ADR-012: API Server Architecture for Scalable Neo4j Access
Status: Accepted Date: 2025-10-06 Deciders: Development Team Context: Phase 1 Implementation
Overview
Imagine you're building a knowledge extraction system where users upload documents and AI processes them into a graph. At first, you might have each user's tool connect directly to the database. But what happens when someone accidentally uploads the same document twice? They'd pay for the expensive AI processing all over again. What if the processing takes 10 minutes? The user's tool would just sit there, frozen, waiting.
We needed something smarter sitting between users and the database - a middleman that could catch duplicates before wasting money, handle long-running work in the background, and keep track of what's happening. Think of it like a post office: you drop off your package (document), get a tracking number, and go about your day. The post office handles the actual delivery work and you can check the status anytime.

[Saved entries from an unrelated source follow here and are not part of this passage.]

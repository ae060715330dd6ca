pub mod database;
pub mod statistics;
use crate::models::country::Country;

/// Aggregates for one optional metric across a set of countries.
#[derive(Debug, Clone, PartialEq)]
pub struct MetricSummary {
    pub average: f64,
    pub max: Option<Country>,
    pub min: Option<Country>,
}

impl MetricSummary {
    pub fn empty() -> Self {
        Self {
            average: 0.0,
            max: None,
            min: None,
        }
    }
}

#[derive(Debug, Clone, PartialEq)]
pub struct CountryStatistics {
    pub internet_users: MetricSummary,
    pub adult_literacy_rate: MetricSummary,
}
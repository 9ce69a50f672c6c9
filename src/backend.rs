//! Read-only client for the backend content API.
//!
//! The backend serves three endpoints, all `GET`:
//! `/api/posts` (post list), `/api/post?slug=` (single lookup, 404 when
//! absent) and `/api/export` (bulk export). Nothing here writes.

use reqwest::{header, Client, StatusCode};
use serde::de::DeserializeOwned;
use serde::{Deserialize, Serialize};
use serde_json::{Map, Value};
use tracing::debug;
use url::Url;

#[derive(Debug, thiserror::Error)]
pub enum BackendError {
    #[error("resource not found")]
    NotFound,
    #[error("backend returned HTTP {0}")]
    Status(u16),
    #[error("backend request failed: {0}")]
    Transport(#[from] reqwest::Error),
    #[error("invalid backend URL: {0}")]
    Url(#[from] url::ParseError),
}

/// Post metadata as listed by `/api/posts`.
///
/// Fields the gateway does not inspect are carried through untouched.
#[derive(Debug, Clone, Serialize, Deserialize)]
pub struct PostSummary {
    #[serde(default)]
    pub title: String,
    #[serde(default)]
    pub slug: String,
    #[serde(default)]
    pub description: String,
    #[serde(default)]
    pub tags: Vec<String>,
    #[serde(flatten)]
    pub extra: Map<String, Value>,
}

/// Body of `/api/posts`.
#[derive(Debug, Clone, Default, Deserialize)]
pub struct PostList {
    #[serde(default)]
    pub posts: Vec<PostSummary>,
    #[serde(default)]
    pub description: Option<Value>,
}

#[derive(Debug, Clone)]
pub struct ContentApi {
    client: Client,
    base: String,
}

impl ContentApi {
    pub fn new(base_url: &Url) -> Self {
        Self::with_client(Client::new(), base_url)
    }

    pub fn with_client(client: Client, base_url: &Url) -> Self {
        Self {
            client,
            base: base_url.as_str().trim_end_matches('/').to_string(),
        }
    }

    pub async fn list_posts(&self) -> Result<PostList, BackendError> {
        self.get_json("/api/posts", &[]).await
    }

    /// Look up a post or page by slug.
    pub async fn get_by_slug(&self, slug: &str) -> Result<Value, BackendError> {
        self.get_json("/api/post", &[("slug", slug)]).await
    }

    pub async fn export_all(&self) -> Result<Value, BackendError> {
        self.get_json("/api/export", &[]).await
    }

    async fn get_json<T: DeserializeOwned>(
        &self,
        path: &str,
        query: &[(&str, &str)],
    ) -> Result<T, BackendError> {
        let mut url = Url::parse(&format!("{}{}", self.base, path))?;
        if !query.is_empty() {
            url.query_pairs_mut().extend_pairs(query);
        }
        debug!(url = %url, "backend GET");

        let response = self
            .client
            .get(url)
            .header(header::ACCEPT, "application/json")
            .send()
            .await?;

        match response.status() {
            s if s.is_success() => Ok(response.json().await?),
            StatusCode::NOT_FOUND => Err(BackendError::NotFound),
            s => Err(BackendError::Status(s.as_u16())),
        }
    }
}
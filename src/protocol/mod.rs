pub mod request;
pub mod response;

pub use request::{
    parse_request, ClientInfo, InitializeParams, JsonRpcRequest, RpcId, SearchArgs, SlugArgs,
    ToolCallParams,
};
pub use response::{
    JsonRpcError, JsonRpcResponse, ResponsePayload, ToolResult, ToolResultContent,
    APPLICATION_ERROR, INVALID_PARAMS, INVALID_REQUEST, METHOD_NOT_FOUND, PARSE_ERROR,
};
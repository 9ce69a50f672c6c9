use serde_json::{json, Value};
use tracing::warn;

use crate::backend::{BackendError, ContentApi};
use crate::config::GatewayConfig;
use crate::error::ToolError;
use crate::protocol::SlugArgs;

/// Handle a `list_posts` tool call.
pub async fn list(config: &GatewayConfig, api: &ContentApi) -> Result<Value, ToolError> {
    let list = api.list_posts().await.map_err(|e| {
        warn!(error = %e, "list_posts backend call failed");
        ToolError::Backend("Failed to fetch posts from backend".into())
    })?;

    Ok(json!({
        "site": config.site_name,
        "url": config.site_url,
        "posts": list.posts,
    }))
}

/// Handle a `get_post` tool call.
pub async fn get(
    args: SlugArgs,
    config: &GatewayConfig,
    api: &ContentApi,
) -> Result<Value, ToolError> {
    let post = api.get_by_slug(&args.slug).await.map_err(|e| match e {
        BackendError::NotFound => ToolError::NotFound(format!("Post not found: {}", args.slug)),
        e => {
            warn!(error = %e, slug = %args.slug, "get_post backend call failed");
            ToolError::Backend("Failed to fetch post from backend".into())
        }
    })?;

    Ok(json!({
        "site": config.site_name,
        "url": format!("{}/{}", config.site_url, args.slug),
        "post": post,
    }))
}
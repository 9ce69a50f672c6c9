use crate::protocol::{JsonRpcError, APPLICATION_ERROR, INVALID_PARAMS};

/// Failure of a single `tools/call` invocation.
#[derive(Debug, Clone, PartialEq, Eq, thiserror::Error)]
pub enum ToolError {
    /// Arguments missing or of the wrong shape. Raised before any backend call.
    #[error("{0}")]
    InvalidParams(String),
    #[error("Unknown tool: {0}")]
    UnknownTool(String),
    /// Domain-level miss, e.g. `Post not found: {slug}`.
    #[error("{0}")]
    NotFound(String),
    /// Backend unreachable or misbehaving. Carries only a generic message.
    #[error("{0}")]
    Backend(String),
}

impl ToolError {
    /// Map to the corresponding JSON-RPC 2.0 error code.
    ///
    /// Argument validation failures → -32602 (Invalid params)
    /// Everything raised while executing → -32000 (Application error)
    pub fn json_rpc_code(&self) -> i32 {
        match self {
            Self::InvalidParams(_) => INVALID_PARAMS,
            Self::UnknownTool(_) | Self::NotFound(_) | Self::Backend(_) => APPLICATION_ERROR,
        }
    }
}

impl From<ToolError> for JsonRpcError {
    fn from(err: ToolError) -> Self {
        Self {
            code: err.json_rpc_code(),
            message: err.to_string(),
            data: None,
        }
    }
}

This decision introduces FastAPI as that intelligent middleman. It accepts document uploads, checks if we've seen them before, assigns them to background workers, and provides a way to track progress. The best part? All the complex logic for managing work lives in one place, making it much easier to add features like rate limiting or user accounts later.
Context
The original architecture had MCP servers making direct database calls to Neo4j. This approach has scaling limitations:
- Connection Management: Each MCP client requires separate Neo4j connection pool
- Multi-tenancy: No isolation or tracking between different clients
- Async Operations: Long-running ingestion blocks MCP tool responses
- Deduplication: No protection against accidentally re-ingesting same documents (costly with LLMs)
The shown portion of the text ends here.